Injuries to the salivary glands, such as a result of radiotherapy or Sjögren’s syndrome, reduce nitrate levels in saliva and contribute to oral and gastrointestinal (GI) infections [9]. Salivary gland hypo-function leads to dry mouth, dysphagia, dental caries, candidiasis, oropharyngeal infections, and mucositis [10].

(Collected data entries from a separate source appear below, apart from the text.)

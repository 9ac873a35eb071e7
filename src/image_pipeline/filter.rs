//! Pixel filters applied between acquisition and output
//!
//! The background filter is the heart of the crate; bounding box, crop,
//! resize and sampling are separate composable steps.

pub mod background;
pub mod bbox;
pub mod resize;
pub mod sample;
pub mod types;

pub use background::{remove_background, remove_background_in_place};
pub use bbox::{bounding_box, crop, crop_to_content};
pub use resize::resize;
pub use sample::{sample_view, swatch, SWATCH_HEIGHT};
pub use types::{FilterConfig, Resampling, DEFAULT_OPACITY, DEFAULT_THRESHOLD};
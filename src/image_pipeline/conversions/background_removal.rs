use tracing::{debug, info, instrument};
use std::io::Write;
use std::path::Path;

use crate::image_pipeline::{
    bitmap::Bitmap,
    common::error::{PipelineError, Result},
    conversions::timing::{PipelineTimings, Timer},
    filter::{crop_to_content, remove_background_in_place, resize},
    output::{BitmapWriter, FormatWriter, PipelineConfig},
    source::ImageSource,
};

/// Acquire an image, strip its gray background, optionally crop and upscale
/// it, then encode it.
pub struct BackgroundRemovalPipeline<S: ImageSource, W: BitmapWriter> {
    source: S,
    writer: W,
    config: PipelineConfig,
}

impl<S: ImageSource> BackgroundRemovalPipeline<S, FormatWriter> {
    pub fn new(source: S, config: PipelineConfig) -> Self {
        Self {
            source,
            writer: FormatWriter,
            config,
        }
    }
}

impl<S: ImageSource, W: BitmapWriter> BackgroundRemovalPipeline<S, W> {
    pub fn with_custom(source: S, writer: W, config: PipelineConfig) -> Self {
        Self {
            source,
            writer,
            config,
        }
    }

    fn validate_dimensions(&self, width: usize, height: usize) -> Result<()> {
        if !self.config.validate_dimensions {
            return Ok(());
        }

        if width == 0 || height == 0 {
            return Err(PipelineError::InvalidDimensions(width, height));
        }

        Ok(())
    }

    /// Runs every step up to, but not including, encoding.
    ///
    /// The result may be empty when cropping is on and nothing survives the
    /// filter.
    pub fn process(&self) -> Result<Bitmap> {
        self.process_timed().map(|(bitmap, _)| bitmap)
    }

    #[instrument(skip(self), fields(source = %self.source.describe()))]
    pub fn process_timed(&self) -> Result<(Bitmap, PipelineTimings)> {
        let mut timings = PipelineTimings::new();

        let mut bitmap = {
            let _span = tracing::info_span!("acquire").entered();
            let timer = Timer::start("acquire");
            let bitmap = self.source.acquire()?;
            timings.record(timer);
            bitmap
        };

        {
            let _span = tracing::info_span!("validate_dimensions",
                width = bitmap.width(),
                height = bitmap.height()
            ).entered();
            self.validate_dimensions(bitmap.width(), bitmap.height())?;
        }

        {
            let _span = tracing::info_span!("remove_background").entered();
            let timer = Timer::start("remove_background");
            remove_background_in_place(&mut bitmap, &self.config.filter);
            timings.record(timer);
        }

        if self.config.crop {
            let _span = tracing::info_span!("crop").entered();
            let timer = Timer::start("crop");
            bitmap = crop_to_content(&bitmap);
            timings.record(timer);
            if bitmap.is_empty() {
                info!("No foreground pixels left after background removal");
            }
        }

        if self.config.resize_factor != 1 {
            let _span = tracing::info_span!("resize",
                factor = self.config.resize_factor,
                resampling = ?self.config.resampling
            ).entered();
            let timer = Timer::start("resize");
            bitmap = resize(&bitmap, self.config.resize_factor, self.config.resampling)?;
            timings.record(timer);
        }

        debug!(width = bitmap.width(), height = bitmap.height(), "Processing complete");
        Ok((bitmap, timings))
    }

    /// Processes the image and encodes it to `output`, returning the bitmap
    /// that was written.
    #[instrument(skip(self, output))]
    pub fn convert(&self, output: &mut dyn Write) -> Result<Bitmap> {
        info!("Starting background removal");

        let bitmap = self.process()?;

        {
            let _span = tracing::info_span!("encode", format = ?self.config.format).entered();
            self.writer.write_bitmap(&bitmap, output, &self.config)?;
        }

        info!(
            width = bitmap.width(),
            height = bitmap.height(),
            "Conversion complete"
        );
        Ok(bitmap)
    }

    #[instrument(skip(self, output_path))]
    pub fn convert_to_file<P: AsRef<Path>>(&self, output_path: P) -> Result<Bitmap> {
        let output_path = output_path.as_ref();

        info!(
            source = %self.source.describe(),
            output = %output_path.display(),
            "Converting"
        );

        let bitmap = self.process()?;
        self.write_to_file(&bitmap, output_path)?;

        Ok(bitmap)
    }

    /// Encodes an already processed bitmap and writes it to `output_path`.
    ///
    /// Encoding happens in memory first so a failed encode leaves no file behind.
    pub fn write_to_file<P: AsRef<Path>>(&self, bitmap: &Bitmap, output_path: P) -> Result<()> {
        let output_path = output_path.as_ref();

        let mut encoded = Vec::new();
        {
            let _span = tracing::info_span!("encode", format = ?self.config.format).entered();
            self.writer.write_bitmap(bitmap, &mut encoded, &self.config)?;
        }

        {
            let _span = tracing::info_span!("write_output_file").entered();
            std::fs::write(output_path, &encoded).map_err(|e| {
                PipelineError::OutputWriteError(format!("{}: {}", output_path.display(), e))
            })?;
        }

        Ok(())
    }

    pub fn config(&self) -> &PipelineConfig {
        &self.config
    }

    pub fn set_config(&mut self, config: PipelineConfig) {
        self.config = config;
    }

    pub fn source(&self) -> &S {
        &self.source
    }
}
use std::io::Write;
use crate::image_pipeline::bitmap::Bitmap;
use crate::image_pipeline::common::error::Result;
use crate::image_pipeline::output::types::PipelineConfig;

pub trait BitmapWriter {
    fn write_bitmap(&self, image: &Bitmap, output: &mut dyn Write, config: &PipelineConfig) -> Result<()>;
}
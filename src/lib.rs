pub mod image_pipeline;
pub mod logger;
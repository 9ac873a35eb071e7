pub use tracing::{debug, error, info, warn, trace, instrument};
use tracing_subscriber::prelude::*;
use tracing_subscriber::{EnvFilter, fmt::{self, format::FmtSpan}};

pub fn init() {
    let env_filter = EnvFilter::try_from_default_env()
        .unwrap_or_else(|_| EnvFilter::new("info"));

    let is_debug = env_filter.to_string().contains("debug") ||
                   std::env::var("RUST_LOG").unwrap_or_default().contains("debug");

    // Log to stderr so `--sample` output on stdout stays machine readable
    let fmt_layer = fmt::layer()
        .with_writer(std::io::stderr)
        .with_target(false)
        .with_timer(fmt::time::uptime())
        .with_span_events(if is_debug {
            FmtSpan::CLOSE
        } else {
            FmtSpan::NONE
        });

    tracing_subscriber::registry()
        .with(env_filter)
        .with(fmt_layer)
        .init();
}
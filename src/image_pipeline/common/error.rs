use thiserror::Error;

#[derive(Error, Debug)]
pub enum PipelineError {
    #[error("Invalid input: {0}")]
    InvalidInput(String),

    #[error("Invalid image dimensions: width={0}, height={1}")]
    InvalidDimensions(usize, usize),

    #[error("Failed to read input file: {0}")]
    InputReadError(String),

    #[error("Failed to write output file: {0}")]
    OutputWriteError(String),

    #[error("Failed to decode image: {0}")]
    DecodeError(String),

    #[error("Failed to encode image: {0}")]
    EncodeError(String),

    #[error("Clipboard error: {0}")]
    ClipboardError(String),

    #[error("Nothing to write: image has no pixels")]
    EmptyImage,

    #[error("IO error: {0}")]
    IoError(#[from] std::io::Error),
}

pub type Result<T> = std::result::Result<T, PipelineError>;
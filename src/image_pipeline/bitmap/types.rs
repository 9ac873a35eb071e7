//! Bitmap, pixel and rectangle types

use crate::image_pipeline::common::error::{PipelineError, Result};

/// Number of interleaved channels per pixel (R, G, B, A).
pub const CHANNELS: usize = 4;

/// `max(r, g, b) - min(r, g, b)`, a cheap stand-in for saturation.
pub fn spread(r: u8, g: u8, b: u8) -> u8 {
    r.max(g).max(b) - r.min(g).min(b)
}

/// A single RGBA pixel with 8 bits per channel.
#[derive(Debug, Clone, Copy, PartialEq, Eq, Hash, Default)]
pub struct Pixel {
    pub r: u8,
    pub g: u8,
    pub b: u8,
    pub a: u8,
}

impl Pixel {
    /// Fully transparent black, the value every background pixel becomes.
    pub const TRANSPARENT: Pixel = Pixel { r: 0, g: 0, b: 0, a: 0 };

    pub const fn new(r: u8, g: u8, b: u8, a: u8) -> Self {
        Self { r, g, b, a }
    }

    /// See [`spread`].
    pub fn spread(&self) -> u8 {
        spread(self.r, self.g, self.b)
    }

    pub fn is_transparent(&self) -> bool {
        self.a == 0
    }

    /// Formats the pixel as `#rrggbbaa`.
    pub fn to_hex(&self) -> String {
        format!("#{:02x}{:02x}{:02x}{:02x}", self.r, self.g, self.b, self.a)
    }

    pub fn to_array(self) -> [u8; CHANNELS] {
        [self.r, self.g, self.b, self.a]
    }
}

impl From<[u8; CHANNELS]> for Pixel {
    fn from([r, g, b, a]: [u8; CHANNELS]) -> Self {
        Self { r, g, b, a }
    }
}

/// Axis-aligned rectangle with exclusive right and bottom edges.
///
/// A single pixel at `(2, 1)` is `Rect { x0: 2, y0: 1, x1: 3, y1: 2 }`.
#[derive(Debug, Clone, Copy, PartialEq, Eq)]
pub struct Rect {
    pub x0: usize,
    pub y0: usize,
    pub x1: usize,
    pub y1: usize,
}

impl Rect {
    pub const fn new(x0: usize, y0: usize, x1: usize, y1: usize) -> Self {
        Self { x0, y0, x1, y1 }
    }

    pub fn width(&self) -> usize {
        self.x1.saturating_sub(self.x0)
    }

    pub fn height(&self) -> usize {
        self.y1.saturating_sub(self.y0)
    }

    pub fn is_empty(&self) -> bool {
        self.width() == 0 || self.height() == 0
    }
}

/// Owned RGBA image data.
///
/// The buffer length is always `width * height * CHANNELS`; the constructors
/// enforce it so the filters never have to.
#[derive(Debug, Clone, PartialEq, Eq)]
pub struct Bitmap {
    width: usize,
    height: usize,
    /// RGBA pixel data interleaved [R, G, B, A, R, G, B, A, ...]
    data: Vec<u8>,
}

impl Bitmap {
    /// Wraps an interleaved RGBA buffer, rejecting buffers whose length does
    /// not match the dimensions (including RGB data with no alpha channel).
    pub fn from_raw(width: usize, height: usize, data: Vec<u8>) -> Result<Self> {
        let expected = width
            .checked_mul(height)
            .and_then(|n| n.checked_mul(CHANNELS))
            .ok_or(PipelineError::InvalidDimensions(width, height))?;

        if data.len() != expected {
            return Err(PipelineError::InvalidInput(format!(
                "{}x{} RGBA bitmap needs {} bytes, got {}",
                width,
                height,
                expected,
                data.len()
            )));
        }

        Ok(Self { width, height, data })
    }

    /// A bitmap filled with a single color.
    pub fn filled(width: usize, height: usize, pixel: Pixel) -> Self {
        let data = pixel.to_array().repeat(width * height);
        Self { width, height, data }
    }

    /// A 0x0 bitmap.
    pub fn empty() -> Self {
        Self { width: 0, height: 0, data: Vec::new() }
    }

    pub fn width(&self) -> usize {
        self.width
    }

    pub fn height(&self) -> usize {
        self.height
    }

    pub fn is_empty(&self) -> bool {
        self.width == 0 || self.height == 0
    }

    pub fn data(&self) -> &[u8] {
        &self.data
    }

    pub fn into_data(self) -> Vec<u8> {
        self.data
    }

    /// Bytes per row.
    pub fn stride(&self) -> usize {
        self.width * CHANNELS
    }

    pub fn pixel(&self, x: usize, y: usize) -> Option<Pixel> {
        if x >= self.width || y >= self.height {
            return None;
        }
        let offset = (y * self.width + x) * CHANNELS;
        let px: [u8; CHANNELS] = self.data[offset..offset + CHANNELS].try_into().ok()?;
        Some(Pixel::from(px))
    }

    pub fn set_pixel(&mut self, x: usize, y: usize, pixel: Pixel) -> Result<()> {
        if x >= self.width || y >= self.height {
            return Err(PipelineError::InvalidInput(format!(
                "pixel ({}, {}) outside {}x{} bitmap",
                x, y, self.width, self.height
            )));
        }
        let offset = (y * self.width + x) * CHANNELS;
        self.data[offset..offset + CHANNELS].copy_from_slice(&pixel.to_array());
        Ok(())
    }

    /// Iterates pixels in row-major order as `(x, y, pixel)`.
    pub fn pixels(&self) -> impl Iterator<Item = (usize, usize, Pixel)> + '_ {
        let width = self.width.max(1);
        self.data
            .chunks_exact(CHANNELS)
            .enumerate()
            .map(move |(i, px)| (i % width, i / width, Pixel::new(px[0], px[1], px[2], px[3])))
    }

    pub(crate) fn data_mut(&mut self) -> &mut [u8] {
        &mut self.data
    }
}

impl From<image::RgbaImage> for Bitmap {
    fn from(img: image::RgbaImage) -> Self {
        let (width, height) = img.dimensions();
        Self {
            width: width as usize,
            height: height as usize,
            data: img.into_raw(),
        }
    }
}

impl TryFrom<Bitmap> for image::RgbaImage {
    type Error = PipelineError;

    fn try_from(bitmap: Bitmap) -> Result<Self> {
        let (width, height) = (bitmap.width, bitmap.height);
        let w = u32::try_from(width).map_err(|_| PipelineError::InvalidDimensions(width, height))?;
        let h = u32::try_from(height).map_err(|_| PipelineError::InvalidDimensions(width, height))?;
        image::RgbaImage::from_raw(w, h, bitmap.data)
            .ok_or(PipelineError::InvalidDimensions(width, height))
    }
}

We have previously reported that parotid gland hypo-function decreases salivary nitrate levels in patients [7] and miniature pigs [11], and that salivary nitrates inhibit the growth of several pathogenic bacteria in the oral cavity [11]. Due to the beneficial effects of nitrate [9,12], we hypothesize that nitrate supplementation prevents bacterial overgrowth in humans. However, nitrate supplementation is conflicting, because nitrites and nitrates are considered to be chemical pre-carcinogens, especially in the GI tract [13-17]. To this date, few studies have focused on whether nitrate supplementation in patients with salivary gland hypo-function is beneficial and safe. Using a parotid-atrophied animal model that our group developed, this study investigated the effects of a nitrate-rich diet on miniature pigs, especially on their body fluids (e.g., saliva, blood, and urine) and tissues of the oral cavity and GI tract.
Materials and methods
Parotid atrophy model
Thirteen inbred healthy male miniature pigs were provided by the Chinese Academy of Agricultural Sciences. The study protocol was reviewed and approved by the Animal Care and Use Committee of the Capital Medical University. The miniature pigs were 6 months old at the beginning of the study, and weighed 35-50 kg per capita. The animals, which were housed under conventional conditions with free access to water and food, were randomly divided into three groups: group A (control) with no parotid atrophy and fed a standard diet (n = 3); group B, with parotid atrophy and fed a standard diet (n = 5); and group C, with parotid atrophy and fed a nitrate-rich diet (n = 5). The parotid glands of pigs in groups B and C were bilaterally ablated by retrograde injection containing 1% methyl violet (4 ml per gland) via the Stensen’s ducts, thereby destroying the acini of both parotid glands [11]. Control miniature pigs received a retrograde phosphate buffered saline (PBS) injection.
Nitrate supplementation
Animals in groups A and B (parotid-atrophied animals) were fed a standard diet without nitrate supplementation. Parotid-atrophied animals in group C received nitrate supplementation (1 mol/L of potassium nitrate added to their drinking water) for 2 years.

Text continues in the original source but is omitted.